■ **WHAT YOU NEED TO DO**
From the records below, pull each line that has "AudioDecoderCodec".

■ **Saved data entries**

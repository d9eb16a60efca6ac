// SPDX-FileCopyrightText: 2025 Contributors to the pinflow project.
// SPDX-License-Identifier: Apache-2.0

use pinflow::{
    AudioFormat, Error, FilterImpl, FormatDescriptor, FormatList, Outputs, PCM_CHUNK_DIVISOR,
    PinId, PinTemplate, PoolProperties, Result, Sample, SampleFlags, SampleTime, StreamContext,
    Subtype,
    channel_map::{channel_mask, interleave, write_f32_le},
    codec::{AudioDecoderCodec, PlanarAudio},
};
use tracing::{debug, info, trace};

/// Lower bound on the output pool size.
pub const MIN_OUTPUT_BUFFERS: usize = 3;

/// Float PCM layout for a compressed stream's channel count and rate.
fn pcm_format(stream: &AudioFormat) -> AudioFormat {
    let mut pcm = AudioFormat::float(stream.channels, stream.sample_rate);
    let mask = channel_mask(stream.channels as usize);
    pcm.channel_mask = (mask != 0).then_some(mask);
    pcm
}

fn chunk_frames(rate: u32) -> usize {
    (rate as usize / PCM_CHUNK_DIVISOR).max(1)
}

/// Running state of one decoded stream.
#[derive(Debug)]
struct Stream {
    pcm: AudioFormat,
    /// Decoded frames not yet emitted, codec channel order
    pending: PlanarAudio,
    /// Start time of the first timed input since start or flush
    first_time: Option<i64>,
    /// Frames emitted since `first_time`
    emitted: u64,
    discontinuity: bool,
}

impl Stream {
    fn new(pcm: AudioFormat) -> Self {
        let pending = PlanarAudio::new(pcm.channels as usize);
        Self {
            pcm,
            pending,
            first_time: None,
            emitted: 0,
            discontinuity: true,
        }
    }

    fn reset(&mut self) {
        self.pending = PlanarAudio::new(self.pcm.channels as usize);
        self.first_time = None;
        self.emitted = 0;
        self.discontinuity = true;
    }

    /// Moves the first `frames` pending frames into an interleaved sample.
    fn take_chunk(&mut self, frames: usize) -> Result<Sample> {
        let values = interleave(&self.pending.channels, 0..frames)?;
        for plane in &mut self.pending.channels {
            plane.drain(..frames);
        }
        let mut sample = Sample::with_capacity(frames * self.pcm.block_align())?;
        let written = write_f32_le(&values, sample.buffer_mut())?;
        sample.set_actual_len(written)?;

        let first = self.first_time.unwrap_or(0);
        let start = first + self.pcm.frames_to_ticks(self.emitted);
        self.emitted += frames as u64;
        let stop = first + self.pcm.frames_to_ticks(self.emitted);
        sample.set_time(Some(SampleTime::new(start, Some(stop))));
        sample.set_flags(SampleFlags {
            sync_point: true,
            preroll: false,
            discontinuity: std::mem::take(&mut self.discontinuity),
        });
        Ok(sample)
    }
}

/// Vorbis to float PCM decoder.
pub struct AudioDecoder {
    codec: Box<dyn AudioDecoderCodec>,
    stream: Option<Stream>,
}

impl AudioDecoder {
    pub const INPUT: PinId = PinId(0);
    pub const OUTPUT: PinId = PinId(1);

    pub fn new(codec: impl AudioDecoderCodec + 'static) -> Self {
        Self {
            codec: Box::new(codec),
            stream: None,
        }
    }

    /// Emits every whole chunk, plus the remainder when `drain` is set.
    fn emit(stream: &mut Stream, outputs: &mut Outputs<'_>, drain: bool) -> Result<()> {
        let chunk = chunk_frames(stream.pcm.sample_rate);
        let connected = outputs.is_connected(Self::OUTPUT);
        loop {
            let available = stream.pending.frames()?;
            let frames = match available {
                0 => break,
                n if n >= chunk => chunk,
                n if drain => n,
                _ => break,
            };
            let sample = stream.take_chunk(frames)?;
            if connected {
                trace!("Queuing {} frames: {:?}", frames, sample);
                outputs.push(Self::OUTPUT, sample)?;
            }
        }
        Ok(())
    }
}

impl FilterImpl for AudioDecoder {
    fn type_name(&self) -> &'static str {
        "audio-decoder"
    }

    fn pin_templates(&self) -> Vec<PinTemplate> {
        vec![PinTemplate::input("in"), PinTemplate::output("out")]
    }

    fn preferred_formats(&self, pin: PinId, upstream: Option<&FormatDescriptor>) -> FormatList {
        match upstream.and_then(FormatDescriptor::audio_details) {
            Some(stream) if pin == Self::OUTPUT => {
                vec![FormatDescriptor::audio(Subtype::PcmFloat, pcm_format(stream))].into()
            }
            _ => FormatList::new(),
        }
    }

    fn query_accept(
        &self,
        pin: PinId,
        format: &FormatDescriptor,
        upstream: Option<&FormatDescriptor>,
    ) -> Result<()> {
        if pin == Self::INPUT {
            let headers = format.codec_private.as_deref().unwrap_or_default();
            return match format.audio_details() {
                Some(audio)
                    if format.subtype == Subtype::Vorbis
                        && audio.channels > 0
                        && audio.sample_rate > 0
                        && !headers.is_empty() =>
                {
                    Ok(())
                }
                _ => Err(Error::NoAcceptableFormat),
            };
        }
        match (
            format.audio_details(),
            upstream.and_then(FormatDescriptor::audio_details),
        ) {
            (Some(pcm), Some(stream))
                if format.subtype == Subtype::PcmFloat
                    && pcm.bits_per_sample == 32
                    && pcm.channels == stream.channels
                    && pcm.sample_rate == stream.sample_rate =>
            {
                Ok(())
            }
            _ => Err(Error::NoAcceptableFormat),
        }
    }

    fn pool_requirements(&self, _pin: PinId, format: &FormatDescriptor) -> PoolProperties {
        let buffer_size = format.audio_details().map_or(0, |pcm| {
            chunk_frames(pcm.sample_rate) * pcm.block_align()
        });
        PoolProperties {
            buffer_count: MIN_OUTPUT_BUFFERS,
            buffer_size,
            alignment: 1,
            prefix: 0,
        }
    }

    fn start(&mut self, context: &StreamContext) -> Result<()> {
        let input = context.format(Self::INPUT).ok_or(Error::NotConnected)?;
        let stream = input
            .audio_details()
            .ok_or_else(|| Error::InvalidArg("compressed audio format without details".into()))?;
        self.codec.restart()?;
        self.codec.configure(input.codec_private.as_deref())?;
        let pcm = pcm_format(stream);
        info!(
            "Decoding {:?} with {} channels at {} Hz",
            input.subtype, pcm.channels, pcm.sample_rate
        );
        self.stream = Some(Stream::new(pcm));
        Ok(())
    }

    fn stop(&mut self) {
        self.stream = None;
    }

    fn receive(&mut self, _pin: PinId, sample: Sample, outputs: &mut Outputs<'_>) -> Result<()> {
        let stream = self.stream.as_mut().ok_or(Error::NotConnected)?;
        if stream.first_time.is_none() {
            match sample.time() {
                Some(time) if time.start >= 0 => {
                    debug!("Audio timeline starts at {}", time.start);
                    stream.first_time = Some(time.start);
                }
                _ => {
                    trace!("Skipping untimed packet before the first timestamp");
                    return Ok(());
                }
            }
        }
        if sample.flags().discontinuity {
            stream.discontinuity = true;
        }

        let decoded = self.codec.decode(sample.payload())?;
        if !decoded.is_empty() {
            stream.pending.append(decoded)?;
        }
        Self::emit(stream, outputs, false)
    }

    fn end_of_stream(&mut self, _pin: PinId, outputs: &mut Outputs<'_>) -> Result<()> {
        let stream = self.stream.as_mut().ok_or(Error::NotConnected)?;
        debug!("Draining {} frames at end-of-stream", stream.pending.frames()?);
        Self::emit(stream, outputs, true)
    }

    fn flush(&mut self) -> Result<()> {
        self.codec.restart()?;
        if let Some(stream) = self.stream.as_mut() {
            stream.reset();
        }
        Ok(())
    }
}

#[cfg(test)]
mod tests {
    use std::{sync::Arc, time::Duration};

    use pinflow::{Filter, Graph, InputEndpoint, channel_map::read_f32_le};

    use super::*;
    use crate::{
        AppSource, CollectHandle, CollectSink,
        reference::{IdentityAudioDecoder, audio_headers},
    };

    const WAIT: Duration = Duration::from_secs(5);

    /// 80 Hz keeps chunks at ten frames.
    const RATE: u32 = 80;

    fn vorbis(channels: u16) -> FormatDescriptor {
        FormatDescriptor::audio(Subtype::Vorbis, AudioFormat::float(channels, RATE))
            .with_codec_private(audio_headers(channels, RATE))
    }

    /// Identity packet: planar f32 little-endian, one plane after another.
    fn packet(planes: &[Vec<f32>]) -> Vec<u8> {
        planes
            .iter()
            .flatten()
            .flat_map(|value| value.to_le_bytes())
            .collect()
    }

    /// Stereo planes where left is `n` and right is `-n` for frame `n`.
    fn stereo(from: usize, frames: usize) -> Vec<Vec<f32>> {
        let left: Vec<f32> = (from..from + frames).map(|n| n as f32).collect();
        let right = left.iter().map(|v| -v).collect();
        vec![left, right]
    }

    struct Rig {
        input: Arc<dyn InputEndpoint>,
        sink: CollectHandle,
        _decoder: Filter<AudioDecoder>,
        _graph: Graph,
    }

    fn pipeline(channels: u16) -> Rig {
        let source = Filter::new("source", AppSource::new(vec![vorbis(channels)]));
        let decoder = Filter::new("decoder", AudioDecoder::new(IdentityAudioDecoder::new()));
        let collect = CollectSink::new();
        let sink = collect.handle();
        let collect = Filter::new("sink", collect);
        let mut graph = Graph::new();
        graph.add(&source);
        graph.add(&decoder);
        graph.add(&collect);
        graph
            .connect(&source, AppSource::OUTPUT, &decoder, AudioDecoder::INPUT, None)
            .unwrap();
        graph
            .connect(&decoder, AudioDecoder::OUTPUT, &collect, CollectSink::INPUT, None)
            .unwrap();
        graph.run().unwrap();
        Rig {
            input: decoder.input(AudioDecoder::INPUT).unwrap(),
            sink,
            _decoder: decoder,
            _graph: graph,
        }
    }

    #[test]
    fn chunks_and_remainder_are_timed_from_first_input() {
        let rig = pipeline(2);
        rig.input
            .receive(Sample::from_vec(packet(&stereo(0, 25))).with_time(1000, None))
            .unwrap();
        rig.input.end_of_stream().unwrap();
        let collected = rig.sink.wait_for_end_of_stream(1, WAIT).unwrap();

        let format = collected.format.unwrap();
        assert_eq!(format.subtype, Subtype::PcmFloat);
        assert_eq!(format.audio_details().unwrap().channel_mask, Some(0x3));

        let lens: Vec<usize> = collected.samples.iter().map(|s| s.data.len()).collect();
        assert_eq!(lens, vec![80, 80, 40]);
        let times: Vec<(i64, Option<i64>)> = collected
            .samples
            .iter()
            .filter_map(|s| s.time.map(|t| (t.start, t.stop)))
            .collect();
        assert_eq!(
            times,
            vec![
                (1000, Some(1_251_000)),
                (1_251_000, Some(2_501_000)),
                (2_501_000, Some(3_126_000)),
            ]
        );
        assert!(collected.samples[0].flags.discontinuity);
        assert!(!collected.samples[1].flags.discontinuity);

        let first = read_f32_le(&collected.samples[0].data).unwrap();
        assert_eq!(&first[..4], &[0.0, -0.0, 1.0, -1.0]);
    }

    #[test]
    fn surround_is_interleaved_in_wire_order() {
        let rig = pipeline(3);
        // Codec order L, C, R.
        let planes = vec![vec![1.0; 10], vec![2.0; 10], vec![3.0; 10]];
        rig.input
            .receive(Sample::from_vec(packet(&planes)).with_time(0, None))
            .unwrap();
        let collected = rig.sink.wait_for_samples(1, WAIT).unwrap();
        let values = read_f32_le(&collected.samples[0].data).unwrap();
        assert_eq!(&values[..3], &[1.0, 3.0, 2.0]);
        let format = collected.format.unwrap();
        assert_eq!(format.audio_details().unwrap().channel_mask, Some(0x7));
    }

    #[test]
    fn untimed_packets_before_first_timestamp_are_skipped() {
        let rig = pipeline(2);
        rig.input
            .receive(Sample::from_vec(packet(&stereo(0, 10))))
            .unwrap();
        rig.input
            .receive(Sample::from_vec(packet(&stereo(100, 10))).with_time(500, None))
            .unwrap();
        rig.input.end_of_stream().unwrap();
        let collected = rig.sink.wait_for_end_of_stream(1, WAIT).unwrap();
        assert_eq!(collected.samples.len(), 1);
        assert_eq!(collected.samples[0].time.map(|t| t.start), Some(500));
        let values = read_f32_le(&collected.samples[0].data).unwrap();
        assert_eq!(values[0], 100.0);
    }

    #[test]
    fn flush_restarts_the_timeline() {
        let rig = pipeline(2);
        rig.input
            .receive(Sample::from_vec(packet(&stereo(0, 15))).with_time(0, None))
            .unwrap();
        rig.sink.wait_for_samples(1, WAIT).unwrap();
        rig.input.begin_flush().unwrap();
        rig.input.end_flush().unwrap();
        rig.input
            .receive(Sample::from_vec(packet(&stereo(0, 10))).with_time(9000, None))
            .unwrap();
        rig.input.end_of_stream().unwrap();
        let collected = rig.sink.wait_for_end_of_stream(1, WAIT).unwrap();

        // The five frames pending at the flush are gone.
        assert_eq!(collected.samples.len(), 2);
        let after = &collected.samples[1];
        assert_eq!(after.time.map(|t| t.start), Some(9000));
        assert!(after.flags.discontinuity);
    }

    #[test]
    fn input_needs_stream_headers() {
        let decoder = AudioDecoder::new(IdentityAudioDecoder::new());
        let bare = FormatDescriptor::audio(Subtype::Vorbis, AudioFormat::float(2, RATE));
        assert!(matches!(
            decoder.query_accept(AudioDecoder::INPUT, &bare, None),
            Err(Error::NoAcceptableFormat)
        ));
        assert!(decoder.query_accept(AudioDecoder::INPUT, &vorbis(2), None).is_ok());
    }

    #[test]
    fn output_pool_holds_one_chunk_per_buffer() {
        let decoder = AudioDecoder::new(IdentityAudioDecoder::new());
        let pcm = FormatDescriptor::audio(Subtype::PcmFloat, AudioFormat::float(2, 48000));
        let props = decoder.pool_requirements(AudioDecoder::OUTPUT, &pcm);
        assert!(props.buffer_count >= MIN_OUTPUT_BUFFERS);
        assert_eq!(props.buffer_size, 6000 * 8);
    }
}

■ **RESPONSE TO THIS EXERCISE**
    codec::{AudioDecoderCodec, PlanarAudio},
    codec: Box<dyn AudioDecoderCodec>,
    pub fn new(codec: impl AudioDecoderCodec + 'static) -> Self {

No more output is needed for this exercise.